What you are asked to do:
Go through the entries below and tally the lines containing the string "ViewerConfig"; report only the tally.

Provided material:
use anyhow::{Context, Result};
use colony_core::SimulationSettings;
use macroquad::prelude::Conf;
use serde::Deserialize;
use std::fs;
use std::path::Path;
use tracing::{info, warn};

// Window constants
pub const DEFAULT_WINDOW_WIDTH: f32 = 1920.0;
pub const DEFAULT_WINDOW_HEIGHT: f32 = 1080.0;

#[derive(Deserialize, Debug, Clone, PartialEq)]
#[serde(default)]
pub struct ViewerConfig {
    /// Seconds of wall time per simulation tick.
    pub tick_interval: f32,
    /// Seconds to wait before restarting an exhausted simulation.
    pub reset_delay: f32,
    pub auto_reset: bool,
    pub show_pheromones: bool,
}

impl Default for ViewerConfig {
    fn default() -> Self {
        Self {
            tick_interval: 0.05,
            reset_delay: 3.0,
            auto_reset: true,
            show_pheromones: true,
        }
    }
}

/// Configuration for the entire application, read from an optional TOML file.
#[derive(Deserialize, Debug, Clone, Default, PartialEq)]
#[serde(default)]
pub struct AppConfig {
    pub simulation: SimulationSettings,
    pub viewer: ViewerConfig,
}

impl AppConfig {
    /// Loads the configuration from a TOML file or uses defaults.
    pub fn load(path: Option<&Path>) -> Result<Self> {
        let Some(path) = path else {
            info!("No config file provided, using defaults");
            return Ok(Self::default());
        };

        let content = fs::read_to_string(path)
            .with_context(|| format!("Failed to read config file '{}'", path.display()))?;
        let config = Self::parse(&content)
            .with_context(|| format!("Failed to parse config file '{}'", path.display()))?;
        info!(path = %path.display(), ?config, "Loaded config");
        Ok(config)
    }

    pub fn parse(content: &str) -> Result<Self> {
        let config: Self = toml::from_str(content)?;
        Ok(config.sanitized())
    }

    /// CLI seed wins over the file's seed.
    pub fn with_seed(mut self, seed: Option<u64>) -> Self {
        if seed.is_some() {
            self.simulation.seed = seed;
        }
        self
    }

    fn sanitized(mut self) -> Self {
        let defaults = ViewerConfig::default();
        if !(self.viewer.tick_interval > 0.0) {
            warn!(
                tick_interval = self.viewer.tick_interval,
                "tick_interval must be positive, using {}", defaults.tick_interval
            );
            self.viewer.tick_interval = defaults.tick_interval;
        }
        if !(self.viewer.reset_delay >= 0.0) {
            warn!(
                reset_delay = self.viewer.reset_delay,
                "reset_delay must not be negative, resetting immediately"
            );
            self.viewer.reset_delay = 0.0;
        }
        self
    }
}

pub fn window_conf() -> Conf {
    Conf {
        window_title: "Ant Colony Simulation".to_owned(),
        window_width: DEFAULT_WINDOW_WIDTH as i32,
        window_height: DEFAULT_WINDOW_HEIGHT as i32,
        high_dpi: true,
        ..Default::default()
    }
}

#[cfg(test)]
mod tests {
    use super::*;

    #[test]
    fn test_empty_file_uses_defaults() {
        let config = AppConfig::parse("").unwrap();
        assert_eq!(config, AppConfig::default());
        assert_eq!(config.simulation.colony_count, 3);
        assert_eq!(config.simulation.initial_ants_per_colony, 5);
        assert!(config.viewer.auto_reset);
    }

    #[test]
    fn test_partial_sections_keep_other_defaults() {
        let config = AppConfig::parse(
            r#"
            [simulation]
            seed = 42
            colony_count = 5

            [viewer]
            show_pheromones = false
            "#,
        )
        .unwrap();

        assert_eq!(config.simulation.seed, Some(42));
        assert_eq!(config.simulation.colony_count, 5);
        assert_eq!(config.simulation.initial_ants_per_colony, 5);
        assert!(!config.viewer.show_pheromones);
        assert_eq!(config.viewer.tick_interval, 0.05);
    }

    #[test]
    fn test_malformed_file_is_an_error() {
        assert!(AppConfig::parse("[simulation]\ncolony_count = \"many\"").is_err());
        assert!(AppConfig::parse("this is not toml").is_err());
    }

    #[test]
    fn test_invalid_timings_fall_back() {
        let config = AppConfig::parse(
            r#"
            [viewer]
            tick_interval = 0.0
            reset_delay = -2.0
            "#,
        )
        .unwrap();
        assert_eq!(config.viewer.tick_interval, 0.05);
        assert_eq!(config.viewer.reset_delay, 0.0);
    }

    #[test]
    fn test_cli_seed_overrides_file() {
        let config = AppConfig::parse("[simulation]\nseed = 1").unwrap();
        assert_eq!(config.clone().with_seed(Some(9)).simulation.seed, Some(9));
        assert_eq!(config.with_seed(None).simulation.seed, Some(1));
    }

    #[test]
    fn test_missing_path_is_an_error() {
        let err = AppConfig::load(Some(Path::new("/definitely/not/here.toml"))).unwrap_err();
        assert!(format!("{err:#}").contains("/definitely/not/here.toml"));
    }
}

Answer below:
4